Em certa altura do filme, John explica que, uns 500 anos antes de Cristo, decidiu caminhar rumo ao leste. Ele imaginou que naquela direção haveria um lugar mais quente, pois é lá que nasce o Sol. Parece uma conclusão inocente para qualquer estudante de hoje: o aparente “nascimento” da estrela é consequência da rotação da Terra em torno de seu próprio eixo, e sabemos que cada ponto da superfície do planeta é exposto a diferentes quantidades de luz solar conforme a latitude, o horário do dia e a estação do ano. 

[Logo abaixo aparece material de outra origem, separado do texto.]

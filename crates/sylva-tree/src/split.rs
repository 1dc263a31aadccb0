use std::collections::{BTreeSet, HashMap, HashSet};

use crate::impurity::{entropy, entropy_from_counts};
use crate::item::{Item, Value, ValueKey};
use crate::predicate::{Predicate, PredicateSelection};

/// Result of partitioning a collection by `(attribute, predicate, pivot)`.
///
/// Every input item lands on exactly one side; relative order is kept.
#[derive(Debug, Clone)]
pub struct Partition<'a> {
    /// Items whose attribute is present and satisfies the predicate.
    pub matched: Vec<&'a Item>,
    /// Everything else, including items missing the attribute.
    pub not_matched: Vec<&'a Item>,
}

/// Whether `item` goes to the matched side of a split.
///
/// A missing attribute never matches.
#[must_use]
pub fn matches(item: &Item, attribute: &str, predicate: Predicate, pivot: &Value) -> bool {
    item.get(attribute)
        .is_some_and(|value| predicate.apply(value, pivot))
}

/// Partition `items` into matched and not-matched sides.
#[must_use]
pub fn split<'a>(
    items: impl IntoIterator<Item = &'a Item>,
    attribute: &str,
    predicate: Predicate,
    pivot: &Value,
) -> Partition<'a> {
    let mut matched = Vec::new();
    let mut not_matched = Vec::new();
    for item in items {
        if matches(item, attribute, predicate, pivot) {
            matched.push(item);
        } else {
            not_matched.push(item);
        }
    }
    Partition {
        matched,
        not_matched,
    }
}

/// Information gain of `partition` relative to its parent collection.
///
/// `entropy(parent) - (|m| * entropy(m) + |n| * entropy(n)) / |parent|`.
/// Returns `0.0` for an empty parent. `parent` may be a slice of items or
/// one side of an earlier [`Partition`], so splits can be scored level by
/// level without cloning.
#[must_use]
pub fn information_gain<'a>(
    parent: impl IntoIterator<Item = &'a Item> + Clone,
    partition: &Partition<'_>,
    category_attr: &str,
) -> f64 {
    let n_parent = parent.clone().into_iter().count();
    if n_parent == 0 {
        return 0.0;
    }
    let n_matched = partition.matched.len() as f64;
    let n_not_matched = partition.not_matched.len() as f64;
    let weighted = n_matched * entropy(partition.matched.iter().copied(), category_attr)
        + n_not_matched * entropy(partition.not_matched.iter().copied(), category_attr);
    entropy(parent, category_attr) - weighted / n_parent as f64
}

/// The winning split of a candidate search.
#[derive(Debug, Clone)]
pub(crate) struct SplitResult<'a> {
    pub(crate) attribute: &'a str,
    pub(crate) predicate: Predicate,
    pub(crate) pivot: &'a Value,
    pub(crate) gain: f64,
}

/// Inputs shared by every candidate evaluation at one node.
pub(crate) struct SearchContext<'a, 'c> {
    pub(crate) items: &'a [Item],
    pub(crate) labels: &'c [usize],
    pub(crate) n_classes: usize,
    pub(crate) category_attr: &'c str,
    pub(crate) ignored: &'c BTreeSet<String>,
    pub(crate) predicates: &'c PredicateSelection,
}

/// Search every `(attribute, predicate, pivot)` drawn from the items at this node.
///
/// Candidates are visited item by item, then attribute by attribute in the
/// item's own order, then predicate by predicate. Each distinct triple is
/// scored once, and triples that leave one side empty are skipped. Only a
/// strictly larger gain replaces the current best, so the first candidate
/// wins ties. Returns `None` when nothing scores above zero.
pub(crate) fn find_best_split<'a>(
    ctx: &SearchContext<'a, '_>,
    indices: &[usize],
    parent_entropy: f64,
) -> Option<SplitResult<'a>> {
    let n_items = indices.len();
    if n_items == 0 {
        return None;
    }

    let mut checked: HashMap<&'a str, HashSet<(Predicate, ValueKey<'a>)>> = HashMap::new();
    let mut best: Option<SplitResult<'a>> = None;
    let mut best_gain = 0.0f64;

    let mut matched_counts = vec![0usize; ctx.n_classes];
    let mut not_matched_counts = vec![0usize; ctx.n_classes];

    let items = ctx.items;
    for &i in indices {
        let item = &items[i];
        for (attribute, pivot) in item.attributes() {
            if attribute == ctx.category_attr || ctx.ignored.contains(attribute) {
                continue;
            }
            for predicate in ctx.predicates.candidates_for(pivot) {
                if !checked
                    .entry(attribute)
                    .or_default()
                    .insert((predicate, pivot.key()))
                {
                    continue;
                }

                matched_counts.fill(0);
                not_matched_counts.fill(0);
                let mut n_matched = 0usize;
                for &j in indices {
                    let class = ctx.labels[j];
                    if matches(&items[j], attribute, predicate, pivot) {
                        matched_counts[class] += 1;
                        n_matched += 1;
                    } else {
                        not_matched_counts[class] += 1;
                    }
                }
                if n_matched == 0 || n_matched == n_items {
                    continue;
                }
                let n_not_matched = n_items - n_matched;

                let weighted = n_matched as f64 * entropy_from_counts(&matched_counts, n_matched)
                    + n_not_matched as f64
                        * entropy_from_counts(&not_matched_counts, n_not_matched);
                let gain = parent_entropy - weighted / n_items as f64;

                if gain > best_gain {
                    best_gain = gain;
                    best = Some(SplitResult {
                        attribute,
                        predicate,
                        pivot,
                        gain,
                    });
                }
            }
        }
    }

    best
}

/// Reorder `indices` so matched items come first, keeping relative order.
///
/// Returns the number of matched items.
pub(crate) fn partition_indices(
    items: &[Item],
    indices: &mut [usize],
    attribute: &str,
    predicate: Predicate,
    pivot: &Value,
) -> usize {
    let (matched, not_matched): (Vec<usize>, Vec<usize>) = indices
        .iter()
        .partition(|&&i| matches(&items[i], attribute, predicate, pivot));
    let n_matched = matched.len();
    for (slot, i) in indices.iter_mut().zip(matched.into_iter().chain(not_matched)) {
        *slot = i;
    }
    n_matched
}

Mas como John poderia saber disso? Quem vê a Terra sem um livro na mão não está em uma perspectiva muito privilegiada para entender o que está realmente rolando. A superfície do planeta parece plana, mas na verdade é redonda – nós é que somos pequenos demais para ver a curvatura. O Sol e a Lua às vezes parecem ter o mesmo tamanho, e não há nenhuma evidência óbvia de que um é maior e está bem mais distante que o outro. Para não falar nas estrelas, que parecem vagalumes, mas com frequência são maiores que o próprio Sol.  

É deslumbrante pensar que, na Antiguidade, pessoas com o mesmo conhecimento prévio de John – isto é, nenhum conhecimento – foram capazes de imaginar os fenômenos naturais de outro ângulo, especular que havia algo além do que podemos ver e derrubar o primeiro dominó da longa fileira que levaria à ciência contemporânea.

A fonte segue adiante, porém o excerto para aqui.